再生障碍性贫血(aplastic anemia,AA),是一种获得性的骨髓造血功能衰竭综合征。主要表现为骨髓造血功能低下,全血细胞减少和贫血、出血、感染。其发病机制尚不明确。虽然一些AA的病例是继发于理化致病因子的接触,但大部分的病例是特发性的。随着研究的深入,AA免疫学机制的异常成为了研究的热点。而大部分的病例对免疫抑制剂治疗有效也提示免疫异常为AA发生发展的一个重要环节。

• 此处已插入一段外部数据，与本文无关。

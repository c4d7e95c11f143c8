//! Regularization penalties for learnable parameters.

use serde::{Deserialize, Serialize};

use crate::tensor::Tensor;

/// Regularizer types supported for layer parameters.
///
/// The L2 penalty is `lambda * sum(w^2)` with gradient `2 * lambda * w`.
#[derive(Debug, Clone, Copy, Serialize, Deserialize, Default, PartialEq)]
pub enum Regularizer {
    /// No regularization.
    #[default]
    None,
    /// L1 regularization with coefficient.
    L1(f32),
    /// L2 regularization with coefficient.
    L2(f32),
    /// Combined L1 + L2 regularization.
    L1L2 {
        /// L1 coefficient
        l1: f32,
        /// L2 coefficient
        l2: f32,
    },
}

impl Regularizer {
    /// Returns the regularization loss for the given parameter tensor.
    pub fn loss(&self, param: &Tensor) -> f32 {
        match *self {
            Regularizer::None => 0.0,
            Regularizer::L1(lambda) => param.abs().sum() * lambda,
            Regularizer::L2(lambda) => param.sqr().sum() * lambda,
            Regularizer::L1L2 { l1, l2 } => param.abs().sum() * l1 + param.sqr().sum() * l2,
        }
    }

    /// Returns the gradient contribution of this regularizer for the given parameter.
    pub fn grad(&self, param: &Tensor) -> Option<Tensor> {
        match *self {
            Regularizer::None => None,
            Regularizer::L1(lambda) => Some(param.sign().scale(lambda)),
            Regularizer::L2(lambda) => Some(param.scale(2.0 * lambda)),
            Regularizer::L1L2 { l1, l2 } => {
                let l1_grad = param.sign().scale(l1);
                let l2_grad = param.scale(2.0 * l2);
                Some(l1_grad.add(&l2_grad))
            }
        }
    }
}
//! Deterministic train/validation/test partitioning by row index.

use rand::rngs::StdRng;
use rand::seq::SliceRandom;
use rand::SeedableRng;
use serde::{Deserialize, Serialize};

use crate::error::{DataError, DataResult};

/// Row indices of each partition.
#[derive(Debug, Clone, PartialEq, Eq, Serialize, Deserialize)]
pub struct DataSplit {
    /// Rows used for gradient updates.
    pub train: Vec<usize>,
    /// Rows monitored for early stopping.
    pub validation: Vec<usize>,
    /// Held-out rows, only scored once after training.
    pub test: Vec<usize>,
}

impl DataSplit {
    /// Shuffles `0..n` with `seed` and carves out the partitions.
    ///
    /// The first `ceil(n * test_fraction)` shuffled rows form the test set.
    /// Of the rest, the trailing `n_train - floor(n_train * (1 - validation_fraction))`
    /// rows become the validation set, so it stays fixed across epochs.
    ///
    /// # Errors
    ///
    /// Returns [`DataError::InvalidSplit`] if a fraction is outside `(0, 1)`
    /// or any partition would be empty.
    pub fn new(n: usize, test_fraction: f64, validation_fraction: f64, seed: u64) -> DataResult<Self> {
        for (name, fraction) in [("test", test_fraction), ("validation", validation_fraction)] {
            if !(fraction > 0.0 && fraction < 1.0) {
                return Err(DataError::InvalidSplit(format!(
                    "{} fraction must be in (0, 1), got {}",
                    name, fraction
                )));
            }
        }

        let mut indices: Vec<usize> = (0..n).collect();
        let mut rng = StdRng::seed_from_u64(seed);
        indices.shuffle(&mut rng);

        let n_test = (n as f64 * test_fraction).ceil() as usize;
        if n_test == 0 || n_test >= n {
            return Err(DataError::InvalidSplit(format!(
                "{} rows cannot be split into train and test partitions",
                n
            )));
        }
        let test = indices[..n_test].to_vec();
        let rest = &indices[n_test..];

        let split_at = (rest.len() as f64 * (1.0 - validation_fraction)).floor() as usize;
        if split_at == 0 || split_at >= rest.len() {
            return Err(DataError::InvalidSplit(format!(
                "{} training rows cannot be split into train and validation partitions",
                rest.len()
            )));
        }

        Ok(Self {
            train: rest[..split_at].to_vec(),
            validation: rest[split_at..].to_vec(),
            test,
        })
    }
}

AA免疫异常主要表现在T淋巴细胞功能异常[1]和IFN-γ、T NF-α等造血负调控因子的分泌异常[2]。根据人类AA发生过程复制出相似的动物模型将对学者深入了解AA的免疫学发病机制,指导免疫治疗起到很大的帮助。本文将对免疫介导建立的动物模型作一综述,根据其诱导方法的不同分为病毒感染和淋巴细胞输注。

1 病毒感染介导动物模型建立

持续的病毒感染可以使得机体免疫系统在清除病毒过程中发生异常而导致骨髓的衰竭。早在1955年就有肝炎并发AA的报道。随后陆续发现可能与AA发病有关的病毒,还有巨细胞病毒(CMV)、人类微小病毒B19、EB病毒、登革热病毒及艾滋病病毒(HIV)等[3-7]。

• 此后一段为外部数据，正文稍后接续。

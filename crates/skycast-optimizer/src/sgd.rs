//! Stochastic Gradient Descent (SGD) optimizer.
//!
//! # Example
//!
//! ```
//! use skycast_optimizer::{Optimizer, Sgd, OptimizerConfig};
//!
//! let mut sgd = Sgd::new(OptimizerConfig::Sgd { learning_rate: 0.01 }).unwrap();
//! let mut params = vec![1.0, 2.0, 3.0];
//! sgd.apply_gradients(&mut params, &[0.1, 0.2, 0.3]);
//! ```

use crate::{Optimizer, OptimizerConfig, OptimizerError};
use serde::{Deserialize, Serialize};

/// Stochastic Gradient Descent optimizer.
///
/// `param = param - learning_rate * gradient`
#[derive(Debug, Clone, Serialize, Deserialize)]
pub struct Sgd {
    learning_rate: f32,
    config: OptimizerConfig,
}

impl Sgd {
    /// Creates a new SGD optimizer with the given learning rate.
    ///
    /// # Errors
    ///
    /// Returns an error if the learning rate is not positive.
    pub fn with_learning_rate(learning_rate: f32) -> Result<Self, OptimizerError> {
        Self::new(OptimizerConfig::Sgd { learning_rate })
    }
}

impl Optimizer for Sgd {
    fn new(config: OptimizerConfig) -> Result<Self, OptimizerError> {
        config.validate()?;
        match config {
            OptimizerConfig::Sgd { learning_rate } => Ok(Self {
                learning_rate,
                config,
            }),
            _ => Err(OptimizerError::ConfigMismatch {
                expected: "Sgd".to_string(),
                got: config.name().to_string(),
            }),
        }
    }

    fn apply_gradients(&mut self, params: &mut [f32], gradients: &[f32]) {
        assert_eq!(
            params.len(),
            gradients.len(),
            "parameter and gradient lengths differ"
        );
        for (p, g) in params.iter_mut().zip(gradients.iter()) {
            *p -= self.learning_rate * g;
        }
    }

    fn config(&self) -> &OptimizerConfig {
        &self.config
    }
}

Mayer A.等[4]建立了“巨细胞病毒相关 AA(CMV-AA)”的动物模型,用巨细胞病毒持续感染小鼠,出现重要骨髓网状间质细胞的缺失及功能的损害。同时检测到编码必需的造血因子粒细胞集落刺激因子(CSF)和白介素-6的基因表达下降。人在感染了巨细胞病毒后也常常伴随暂时性的中性粒细胞和血小板的减少,可能是由于病毒的感染干扰了骨髓间质细胞的功能而导致造血因子的生成减少。人类微小病毒B19也可以特异性地选择抑制红系造血,出现暂时的红系造血停滞。而体液免疫缺陷患者会因为病毒的持续存在而发生纯红细胞AA,慢性溶血性病人则会因为红系造血受抑制而发生AA 危象[5]。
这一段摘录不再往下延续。